***** SUPPLIED RECORDS *****

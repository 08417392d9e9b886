// ============================================================================
// COMPOSITOR — blend-mode layer composition + downsample + readback
// ============================================================================
//
// Two render targets, both owned here:
//
//   * accumulator — supersampled, persistent between flushes.  Restricted
//     composite passes only rewrite the scissored dirty region; everything
//     outside it is guaranteed untouched.
//   * display     — logical resolution.  Filled by the downsample pass,
//     which is the single smoothing step in the pipeline.
//
// Blend modes are fixed-function: one pipeline per mode, differing only in
// the blend factor pair.  All textures carry premultiplied alpha, so the
// factor pairs are the textbook ones:
//
//   normal    color (One, 1-SrcA)    multiply  color (Dst, 1-SrcA)
//   screen    color (One, 1-Src)     add       color (One, One)
// ============================================================================

use bytemuck::{Pod, Zeroable};
use wgpu::util::DeviceExt;

use crate::canvas::BlendMode;
use crate::config::EngineConfig;

use super::context::GpuContext;
use super::texture::LayerTexture;

/// Per-layer uniform: opacity only; blend math is in the pipeline state.
#[repr(C)]
#[derive(Clone, Copy, Pod, Zeroable)]
struct LayerUniforms {
    opacity: f32,
    _pad: [f32; 3],
}

pub struct Compositor {
    /// One composite pipeline per blend mode, indexed by `BlendMode::to_u8`.
    pub mode_pipelines: [wgpu::RenderPipeline; 4],
    pub layer_uniform_bgl: wgpu::BindGroupLayout,

    pub clear_pipeline: wgpu::RenderPipeline,

    pub downsample_pipeline: wgpu::RenderPipeline,
    pub downsample_bgl: wgpu::BindGroupLayout,
    downsample_bg: wgpu::BindGroup,
    pub sampler_linear: wgpu::Sampler,

    pub accumulator: wgpu::Texture,
    accumulator_view: wgpu::TextureView,
    display: wgpu::Texture,
    display_view: wgpu::TextureView,

    internal_size: (u32, u32),
    display_size: (u32, u32),

    /// Cached per-layer uniform buffers and bind groups, reused across
    /// frames via `queue.write_buffer()`.
    cached_layer_slots: Vec<(wgpu::Buffer, wgpu::BindGroup)>,
    /// Cached GPU staging buffer for readback.
    cached_staging: Option<(wgpu::Buffer, u64)>,
}
// ============================================================================
// EAR CLIPPING — triangulation of the stroke outline polygon
// ============================================================================
//
// Plain O(n²) ear clipping. The outlines it sees are stroke silhouettes:
// mostly convex, with concave runs introduced by bevel joins and the odd
// overlap from a tight hairpin. Robustness beats asymptotics here — the
// clipper must terminate and produce *something* for any input the geometry
// stage hands it, and report `None` only when the polygon has no area at all.
// ============================================================================

/// Near-zero cross-product tolerance: vertices this close to collinear are
/// treated as convex so slivers don't stall the clip loop.
const COLLINEAR_EPSILON: f32 = 1e-6;

/// Triangulate a counter-clockwise polygon given as `[x, y]` points.
///
/// Returns `n - 2` triangles as an index list, or `None` for polygons with
/// fewer than three vertices or effectively zero area.
pub fn ear_clip(points: &[[f32; 2]]) -> Option<Vec<u32>> {
    let n = points.len();
    if n < 3 {
        return None;
    }
    if polygon_area(points).abs() < COLLINEAR_EPSILON {
        return None;
    }

    let mut ring: Vec<u32> = (0..n as u32).collect();
    let mut indices = Vec::with_capacity((n - 2) * 3);

    while ring.len() > 3 {
        let m = ring.len();
        let mut clipped = false;

        for i in 0..m {
            let prev = ring[(i + m - 1) % m];
            let curr = ring[i];
            let next = ring[(i + 1) % m];

            if !is_convex(points, prev, curr, next) {
                continue;
            }
            if contains_other_vertex(points, &ring, prev, curr, next) {
                continue;
            }

            indices.extend_from_slice(&[prev, curr, next]);
            ring.remove(i);
            clipped = true;
            break;
        }

        if !clipped {
            // No clean ear — the outline locally overlaps itself. Clip the
            // flattest corner anyway; the extra triangle only overdraws.
            let i = flattest_corner(points, &ring);
            let m = ring.len();
            let prev = ring[(i + m - 1) % m];
            let curr = ring[i];
            let next = ring[(i + 1) % m];
            indices.extend_from_slice(&[prev, curr, next]);
            ring.remove(i);
        }
    }

    indices.extend_from_slice(&[ring[0], ring[1], ring[2]]);
    Some(indices)
}

fn cross(points: &[[f32; 2]], a: u32, b: u32, c: u32) -> f32 {
    let [ax, ay] = points[a as usize];
    let [bx, by] = points[b as usize];
    let [cx, cy] = points[c as usize];
    (bx - ax) * (cy - ay) - (by - ay) * (cx - ax)
}

fn is_convex(points: &[[f32; 2]], prev: u32, curr: u32, next: u32) -> bool {
    cross(points, prev, curr, next) > -COLLINEAR_EPSILON
}

/// Does any other ring vertex lie strictly inside triangle (a, b, c)?
fn contains_other_vertex(points: &[[f32; 2]], ring: &[u32], a: u32, b: u32, c: u32) -> bool {
    for &p in ring {
        if p == a || p == b || p == c {
            continue;
        }
        if point_in_triangle(points, p, a, b, c) {
            return true;
        }
    }
    false
}

fn point_in_triangle(points: &[[f32; 2]], p: u32, a: u32, b: u32, c: u32) -> bool {
    let d1 = cross(points, a, b, p);
    let d2 = cross(points, b, c, p);
    let d3 = cross(points, c, a, p);
    // Strictly inside only; boundary points don't block an ear.
    d1 > COLLINEAR_EPSILON && d2 > COLLINEAR_EPSILON && d3 > COLLINEAR_EPSILON
}

/// Ring position whose corner has the smallest absolute turn — the safest
/// vertex to discard when no valid ear exists.
fn flattest_corner(points: &[[f32; 2]], ring: &[u32]) -> usize {
    let m = ring.len();
    let mut best = 0;
    let mut best_cross = f32::INFINITY;
    for i in 0..m {
        let c = cross(
            points,
            ring[(i + m - 1) % m],
            ring[i],
            ring[(i + 1) % m],
        )
        .abs();
        if c < best_cross {
            best_cross = c;
            best = i;
        }
    }
    best
}

fn polygon_area(points: &[[f32; 2]]) -> f32 {
    let n = points.len();
    let mut area = 0.0;
    for i in 0..n {
        let [ax, ay] = points[i];
        let [bx, by] = points[(i + 1) % n];
        area += ax * by - bx * ay;
    }
    area * 0.5
}

#[cfg(test)]
mod tests {
    use super::*;

    #[test]
    fn triangle_passes_through() {
        let pts = [[0.0, 0.0], [1.0, 0.0], [0.0, 1.0]];
        let idx = ear_clip(&pts).unwrap();
        assert_eq!(idx, vec![0, 1, 2]);
    }

    #[test]
    fn square_yields_two_triangles() {
        let pts = [[0.0, 0.0], [1.0, 0.0], [1.0, 1.0], [0.0, 1.0]];
        let idx = ear_clip(&pts).unwrap();
        assert_eq!(idx.len(), 6);
    }

    #[test]
    fn concave_polygon_triangulates_fully() {
        // An arrowhead with a reflex vertex at index 3.
        let pts = [
            [0.0, 0.0],
            [4.0, 0.0],
            [4.0, 4.0],
            [2.0, 1.5],
            [0.0, 4.0],
        ];
        let idx = ear_clip(&pts).unwrap();
        assert_eq!(idx.len(), (pts.len() - 2) * 3);
        // Every emitted triangle must have non-negative orientation.
        for tri in idx.chunks_exact(3) {
            assert!(cross(&pts, tri[0], tri[1], tri[2]) >= -COLLINEAR_EPSILON);
        }
    }

    #[test]
    fn degenerate_inputs_are_rejected() {
        assert!(ear_clip(&[[0.0, 0.0], [1.0, 1.0]]).is_none());
        // Collinear: zero area.
        assert!(ear_clip(&[[0.0, 0.0], [1.0, 0.0], [2.0, 0.0]]).is_none());
    }

    #[test]
    fn triangulated_area_matches_polygon_area() {
        let pts = [
            [0.0, 0.0],
            [5.0, 0.0],
            [6.0, 3.0],
            [3.0, 5.0],
            [1.0, 4.0],
        ];
        let idx = ear_clip(&pts).unwrap();
        let tri_area: f32 = idx
            .chunks_exact(3)
            .map(|t| cross(&pts, t[0], t[1], t[2]).abs() * 0.5)
            .sum();
        assert!((tri_area - polygon_area(&pts).abs()).abs() < 1e-4);
    }

    #[test]
    fn self_overlapping_outline_still_terminates() {
        // A bowtie cannot be clipped cleanly; the clipper must still
        // deliver n-2 triangles instead of spinning.
        let pts = [[0.0, 0.0], [4.0, 4.0], [4.0, 0.0], [1.0, 3.0]];
        let idx = ear_clip(&pts).unwrap();
        assert_eq!(idx.len(), 6);
    }
}
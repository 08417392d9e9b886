//! Engine error types

use thiserror::Error;

use crate::canvas::LayerId;

/// Errors surfaced by the engine's public operations.
///
/// Per-frame draw errors never reach the caller: geometry degeneracies are
/// skipped and counted, GPU failures disable the affected layer. Only
/// operations with an obvious caller (undo, redo, config construction,
/// layer CRUD) return these.
#[derive(Error, Debug)]
pub enum EngineError {
    #[error("stroke produced degenerate geometry")]
    GeometryDegenerate,

    #[error("no GPU adapter available (hardware or fallback)")]
    GpuUnavailable,

    #[error("GPU resource allocation failed for layer {layer}")]
    GpuResourceFailure { layer: LayerId },

    #[error("layer {layer} is disabled after a GPU failure")]
    LayerDisabled { layer: LayerId },

    #[error("no such layer: {0}")]
    UnknownLayer(LayerId),

    #[error("the last remaining layer cannot be removed")]
    LastLayer,

    #[error("history snapshot does not match live canvas: {0}")]
    HistoryCorruption(String),

    #[error("pixel buffer size mismatch: {0}")]
    SizeMismatch(String),

    #[error("nothing to {0}")]
    HistoryExhausted(&'static str),

    #[error("invalid configuration: {field} = {value} (expected {expected})")]
    InvalidConfig {
        field: &'static str,
        value: f64,
        expected: &'static str,
    },

    #[error("no stroke in progress")]
    NoActiveStroke,

    #[error("no transform in progress")]
    NoActiveTransform,
}

impl From<EngineError> for String {
    fn from(err: EngineError) -> Self {
        err.to_string()
    }
}
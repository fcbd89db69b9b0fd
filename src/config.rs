// SPDX-License-Identifier: GPL-3.0-or-later
// src/config.rs
//
// Editor configuration, loaded from TOML.

use std::path::{Path, PathBuf};

use anyhow::Context;
use serde::{Deserialize, Serialize};

use crate::constant::{CONFIG_DIR, CONFIG_FILE, HANDLE_HIT_SIZE, MIN_REGION_SIZE};

/// Coordinate frame in which the host reports pointer positions.
#[derive(Debug, Clone, Copy, PartialEq, Eq, Default, Serialize, Deserialize)]
#[serde(rename_all = "lowercase")]
pub enum PointerSpace {
    /// Pointer positions share the displayed (rotated) image's axes.
    #[default]
    Screen,
    /// Pointer positions are in the unrotated image's axes, e.g. when the
    /// host rotates the whole editor surface.
    Image,
}

/// Configuration for one image editor.
#[derive(Debug, Clone, PartialEq, Serialize, Deserialize)]
#[serde(default, deny_unknown_fields)]
pub struct EditorConfig {
    /// Width/height ratio of the initial crop (and of every crop when fixed).
    pub aspect_ratio: Option<f64>,
    /// Whether resizing keeps the ratio locked.
    pub fixed_aspect_ratio: bool,
    /// Smallest edge length a resize may produce, in pixels.
    pub min_region_size: f64,
    /// Square hit area around each resize handle, in pixels.
    pub handle_hit_size: f64,
    /// Remap the crop through a rotation instead of resetting it.
    pub preserve_crop_on_rotate: bool,
    /// Frame of incoming pointer positions.
    pub pointer_space: PointerSpace,
}

impl Default for EditorConfig {
    fn default() -> Self {
        Self {
            aspect_ratio: None,
            fixed_aspect_ratio: false,
            min_region_size: MIN_REGION_SIZE,
            handle_hit_size: HANDLE_HIT_SIZE,
            preserve_crop_on_rotate: false,
            pointer_space: PointerSpace::Screen,
        }
    }
}

impl EditorConfig {
    /// Platform config file location, e.g. `~/.config/cropset/config.toml`.
    pub fn default_path() -> Option<PathBuf> {
        dirs::config_dir().map(|dir| dir.join(CONFIG_DIR).join(CONFIG_FILE))
    }

    /// Loads the configuration.
    ///
    /// An explicit path must exist. Without one, the default location is
    /// used when present and built-in defaults otherwise.
    pub fn load(path: Option<&Path>) -> anyhow::Result<Self> {
        let path = match path {
            Some(path) => path.to_path_buf(),
            None => match Self::default_path().filter(|p| p.exists()) {
                Some(path) => path,
                None => {
                    log::debug!("No config file found, using defaults");
                    return Ok(Self::default());
                }
            },
        };

        let text = std::fs::read_to_string(&path)
            .with_context(|| format!("Failed to read config {}", path.display()))?;
        let config =
            Self::from_toml(&text).with_context(|| format!("Invalid config {}", path.display()))?;
        log::debug!("Loaded config from {}", path.display());
        Ok(config)
    }

    pub fn from_toml(text: &str) -> anyhow::Result<Self> {
        let config: Self = toml::from_str(text)?;
        config.validate()?;
        Ok(config)
    }

    pub fn validate(&self) -> anyhow::Result<()> {
        if let Some(ratio) = self.aspect_ratio {
            anyhow::ensure!(
                ratio.is_finite() && ratio > 0.0,
                "aspect_ratio must be a positive number, got {ratio}"
            );
        }
        anyhow::ensure!(
            self.min_region_size.is_finite() && self.min_region_size >= 0.0,
            "min_region_size must not be negative, got {}",
            self.min_region_size
        );
        anyhow::ensure!(
            self.handle_hit_size.is_finite() && self.handle_hit_size > 0.0,
            "handle_hit_size must be positive, got {}",
            self.handle_hit_size
        );
        Ok(())
    }
}

#[cfg(test)]
mod tests {
    use super::*;

    #[test]
    fn empty_toml_yields_defaults() {
        assert_eq!(EditorConfig::from_toml("").unwrap(), EditorConfig::default());
    }

    #[test]
    fn parses_all_fields() {
        let config = EditorConfig::from_toml(
            r#"
            aspect_ratio = 1.5
            fixed_aspect_ratio = true
            min_region_size = 8.0
            handle_hit_size = 30.0
            preserve_crop_on_rotate = true
            pointer_space = "image"
            "#,
        )
        .unwrap();
        assert_eq!(config.aspect_ratio, Some(1.5));
        assert!(config.fixed_aspect_ratio);
        assert_eq!(config.min_region_size, 8.0);
        assert_eq!(config.pointer_space, PointerSpace::Image);
    }

    #[test]
    fn rejects_bad_values() {
        assert!(EditorConfig::from_toml("aspect_ratio = -1.0").is_err());
        assert!(EditorConfig::from_toml("handle_hit_size = 0.0").is_err());
        assert!(EditorConfig::from_toml("unknown = 1").is_err());
    }

    #[test]
    fn explicit_missing_path_fails() {
        assert!(EditorConfig::load(Some(Path::new("/nonexistent/cropset.toml"))).is_err());
    }
}
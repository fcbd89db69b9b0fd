// SPDX-License-Identifier: GPL-3.0-or-later
// src/app/view/crop/mod.rs
//
// Crop interaction module: pointer events, hit testing and gesture controllers.

pub mod drag;
pub mod overlay;
pub mod pointer;
pub mod resize;
mod selection;

pub use drag::{DragController, DragSession};
pub use overlay::{HitTarget, cursor_for, hit_test};
pub use pointer::{NullSource, PointerEvent, PointerKind, PointerSource};
pub use resize::{ResizeController, ResizeSession};
pub use selection::{CropInteraction, GestureState};
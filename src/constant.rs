// SPDX-License-Identifier: GPL-3.0-or-later
// src/constant.rs
//
// Engine constants that should not be changed by the user.

/// Rotation step in degrees (90 = quarter turn).
pub const ROTATION_STEP: i32 = 90;

/// Full rotation in degrees (for modulo calculation in angle normalization).
pub const FULL_ROTATION: i32 = 360;

/// Aspect ratio used by `reset()` when none is configured.
pub const DEFAULT_ASPECT_RATIO: f64 = 1.0;

/// Tolerance for geometric comparisons (float precision in ratio checks).
pub const GEOMETRY_EPSILON: f64 = 1e-9;

/// Tolerance for persisted crop fractions slightly outside [0, 1].
pub const FRACTION_EPSILON: f64 = 1e-3;

/// Default smallest edge length a resize may produce, in pixels.
pub const MIN_REGION_SIZE: f64 = 1.0;

/// Default square hit area around each resize handle, in pixels.
pub const HANDLE_HIT_SIZE: f64 = 24.0;

/// Config directory name below the platform config dir.
pub const CONFIG_DIR: &str = "cropset";

/// Config file name inside `CONFIG_DIR`.
pub const CONFIG_FILE: &str = "config.toml";

/// Persisted transform name for crops.
pub const TRANSFORM_CROP: &str = "image.crop";

/// Persisted transform name for rotations.
pub const TRANSFORM_ROTATE: &str = "image.rotate";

*****

▸ ABOUT THIS TASK:
Take the stretch of lines above from the one containing "err.to_string()" through the one containing "pub enum PointerSpace" and repeat it exactly, adding no other line.

▸ RESPONSE AREA:
        err.to_string()
    }
}
repository fcbd89db69b9b0fd
filename src/config.rs
// SPDX-License-Identifier: GPL-3.0-or-later
// src/config.rs
//
// Editor configuration, loaded from TOML.

use std::path::{Path, PathBuf};

use anyhow::Context;
use serde::{Deserialize, Serialize};

use crate::constant::{CONFIG_DIR, CONFIG_FILE, HANDLE_HIT_SIZE, MIN_REGION_SIZE};

/// Coordinate frame in which the host reports pointer positions.
#[derive(Debug, Clone, Copy, PartialEq, Eq, Default, Serialize, Deserialize)]
#[serde(rename_all = "lowercase")]
pub enum PointerSpace {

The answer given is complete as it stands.